■ **Exercise**: Your task is to write out exactly the lines from the line containing "async fn get(&self, key: &str)" through the end of the records, inclusive at both ends.

■ **Provided records**:

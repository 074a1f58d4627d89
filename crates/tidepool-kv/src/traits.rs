//! The [`Backend`] trait family defining the key/value storage boundary.
//!
//! Any byte-level store (in-memory, embedded file, platform storage) plugs
//! into Tidepool by implementing these three traits. The chunk store layers
//! its key encoding and chunk semantics on top; it never reaches around the
//! transaction interface.

use async_trait::async_trait;
use bytes::Bytes;

use crate::error::KvResult;

/// Transactional byte key/value capability.
///
/// Implementations must satisfy these invariants:
/// - Read transactions observe a consistent snapshot taken at `read()` and
///   keep observing it for their whole lifetime, regardless of concurrent
///   commits.
/// - Write transactions are serialized: `write()` suspends until the prior
///   writer commits or rolls back.
/// - All writes staged in one transaction apply atomically on `commit()`;
///   a dropped or rolled-back transaction leaves no trace.
/// - Once a commit returns, every transaction begun afterward observes it.
#[async_trait]
pub trait Backend: Send + Sync {
    /// Begin a read transaction pinned to the current committed state.
    async fn read(&self) -> KvResult<Box<dyn ReadTransaction>>;

    /// Begin the single write transaction, suspending until it is available.
    async fn write(&self) -> KvResult<Box<dyn WriteTransaction>>;
}

/// Read operations available in any transaction.
#[async_trait]
pub trait ReadTransaction: Send + Sync {
    /// Point lookup. Returns `Ok(None)` if the key is absent.
    async fn get(&self, key: &str) -> KvResult<Option<Bytes>>;

    /// Whether a key is present.
    async fn has(&self, key: &str) -> KvResult<bool> {
        Ok(self.get(key).await?.is_some())
    }

    /// All entries whose key starts with `prefix`, in ascending key order.
    async fn scan_prefix(&self, prefix: &str) -> KvResult<Vec<(String, Bytes)>>;
}

/// A write transaction: reads see the transaction's own staged writes
/// (read-your-writes) but never another writer's uncommitted state.
#[async_trait]
pub trait WriteTransaction: ReadTransaction {
    /// Stage a put. Visible to this transaction immediately, to others
    /// only after `commit()`.
    async fn put(&mut self, key: &str, value: Bytes) -> KvResult<()>;

    /// Stage a delete.
    async fn del(&mut self, key: &str) -> KvResult<()>;

    /// Apply every staged write atomically.
    async fn commit(self: Box<Self>) -> KvResult<()>;

    /// Discard every staged write. Dropping the transaction without
    /// committing has the same effect.
    async fn rollback(self: Box<Self>) -> KvResult<()>;
}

■ **Result**:
    async fn get(&self, key: &str) -> KvResult<Option<Bytes>>;

    /// Whether a key is present.
    async fn has(&self, key: &str) -> KvResult<bool> {
        Ok(self.get(key).await?.is_some())
    }

    /// All entries whose key starts with `prefix`, in ascending key order.
    async fn scan_prefix(&self, prefix: &str) -> KvResult<Vec<(String, Bytes)>>;
}

/// A write transaction: reads see the transaction's own staged writes
/// (read-your-writes) but never another writer's uncommitted state.
#[async_trait]
pub trait WriteTransaction: ReadTransaction {
    /// Stage a put. Visible to this transaction immediately, to others
    /// only after `commit()`.
    async fn put(&mut self, key: &str, value: Bytes) -> KvResult<()>;

    /// Stage a delete.
    async fn del(&mut self, key: &str) -> KvResult<()>;

    /// Apply every staged write atomically.
    async fn commit(self: Box<Self>) -> KvResult<()>;

    /// Discard every staged write. Dropping the transaction without
    /// committing has the same effect.
    async fn rollback(self: Box<Self>) -> KvResult<()>;
}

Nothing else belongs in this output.